*** Block opens ***

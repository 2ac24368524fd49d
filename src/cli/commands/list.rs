//! `hostvault list`: display all known hosts in a table.

use crate::cli::output;
use crate::cli::{load_hosts, Paths};
use crate::errors::Result;

/// Execute the `list` command.
pub fn execute(paths: &Paths) -> Result<()> {
    let hosts = load_hosts(paths)?;

    let with_password = hosts.iter().filter(|h| h.has_password()).count();
    output::info(&format!(
        "{} host(s), {} with a stored password",
        hosts.len(),
        with_password
    ));

    output::print_hosts_table(&hosts);

    Ok(())
}
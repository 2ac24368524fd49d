//! Merge parsed SSH config hosts with the credential vault.
//!
//! The SSH config stays authoritative for the hosts it declares, unless
//! a vault record carries a `hostname` override.  Records with an
//! override and no matching config host become synthetic hosts.

use std::collections::HashSet;

use super::host::HostConfig;
use crate::vault::CredentialStore;

/// Produce the authoritative host list.
///
/// Config hosts keep their order and come first.  Synthetic hosts
/// follow in host-name order (the vault map is sorted), each with an
/// empty `identity_file`.
pub fn reconcile(credentials: &CredentialStore, mut configs: Vec<HostConfig>) -> Vec<HostConfig> {
    let mut processed: HashSet<String> = HashSet::with_capacity(configs.len());

    for cfg in &mut configs {
        if let Some(record) = credentials.get(&cfg.host) {
            cfg.password = record.password.clone();
            if record.overrides_endpoint() {
                cfg.host_name = record.hostname.clone();
                cfg.user = record.user.clone();
                cfg.port = record.port.clone();
            }
        }
        processed.insert(cfg.host.clone());
    }

    let synthetic: Vec<HostConfig> = credentials
        .entries()
        .filter(|(host, record)| record.overrides_endpoint() && !processed.contains(*host))
        .map(|(host, record)| HostConfig {
            host: host.to_string(),
            user: record.user.clone(),
            port: record.port.clone(),
            host_name: record.hostname.clone(),
            identity_file: String::new(),
            password: record.password.clone(),
        })
        .collect();

    if !synthetic.is_empty() {
        tracing::debug!(count = synthetic.len(), "adding vault-only hosts");
    }
    configs.extend(synthetic);
    configs
}
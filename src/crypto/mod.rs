//! Cryptographic primitives for hostvault.
//!
//! This module provides:
//! - AES-256-GCM encryption and decryption (`encryption`)
//! - Master key generation and the raw key file (`keys`)

pub mod encryption;
pub mod keys;

// Re-export the most commonly used items so callers can write:
//   use crate::crypto::{encrypt, decrypt, load_master_key, ...};
pub use encryption::{decrypt, encrypt};
pub use keys::{
    generate_master_key, load_master_key, load_or_create_master_key, save_master_key, MasterKey,
};
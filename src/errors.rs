use std::path::PathBuf;
use thiserror::Error;

/// All errors that can occur in hostvault.
#[derive(Debug, Error)]
pub enum HostVaultError {
    // --- Not-found family (often a normal "first run" signal) ---
    #[error("Master key not found at {0} — run `hostvault create-key` first")]
    MasterKeyNotFound(PathBuf),

    #[error("Credential vault not found at {0}")]
    VaultNotFound(PathBuf),

    #[error("No credential stored for host '{0}'")]
    CredentialNotFound(String),

    #[error("SSH config not found at {0}")]
    SshConfigNotFound(PathBuf),

    // --- Key store errors ---
    #[error("Master key already exists at {0} — no operation applied")]
    MasterKeyExists(PathBuf),

    #[error("Random source failed: {0}")]
    Entropy(String),

    // --- Crypto / data errors ---
    #[error("Encryption failed: {0}")]
    EncryptionFailed(String),

    #[error("Corrupt data: {0}")]
    CorruptData(String),

    // --- Config errors ---
    #[error("Config file error: {0}")]
    ConfigError(String),

    // --- IO errors ---
    #[error("IO error: {0}")]
    Io(#[from] std::io::Error),

    // --- Serialization errors ---
    #[error("Serialization error: {0}")]
    SerializationError(String),

    // --- CLI errors ---
    #[error("Command failed: {0}")]
    CommandFailed(String),
}

impl HostVaultError {
    /// Returns `true` for the "something is absent" errors.
    ///
    /// Callers use this to tell an uninitialized vault apart from a
    /// corrupted one and initialize silently.
    pub fn is_not_found(&self) -> bool {
        matches!(
            self,
            Self::MasterKeyNotFound(_)
                | Self::VaultNotFound(_)
                | Self::CredentialNotFound(_)
                | Self::SshConfigNotFound(_)
        )
    }
}

/// Convenience type alias for hostvault results.
pub type Result<T> = std::result::Result<T, HostVaultError>;

#[cfg(test)]
mod tests {
    use super::*;

    #[test]
    fn not_found_family_is_distinguishable_from_corruption() {
        assert!(HostVaultError::VaultNotFound(PathBuf::from("/x")).is_not_found());
        assert!(HostVaultError::MasterKeyNotFound(PathBuf::from("/x")).is_not_found());
        assert!(HostVaultError::CredentialNotFound("web".into()).is_not_found());
        assert!(!HostVaultError::CorruptData("bad".into()).is_not_found());
        assert!(!HostVaultError::MasterKeyExists(PathBuf::from("/x")).is_not_found());
    }
}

*** Block closes ***

Task description:
Repeat the material word for word from its opening line up to and including the line containing "Records with an".

Finished exercise:
repository 2ac24368524fd49d
filename src/cli/commands/list.rs
//! `hostvault list`: display all known hosts in a table.

use crate::cli::output;
use crate::cli::{load_hosts, Paths};
use crate::errors::Result;

/// Execute the `list` command.
pub fn execute(paths: &Paths) -> Result<()> {
    let hosts = load_hosts(paths)?;

    let with_password = hosts.iter().filter(|h| h.has_password()).count();
    output::info(&format!(
        "{} host(s), {} with a stored password",
        hosts.len(),
        with_password
    ));

    output::print_hosts_table(&hosts);

    Ok(())
}
repository 2ac24368524fd49d
//! Merge parsed SSH config hosts with the credential vault.
//!
//! The SSH config stays authoritative for the hosts it declares, unless
//! a vault record carries a `hostname` override.  Records with an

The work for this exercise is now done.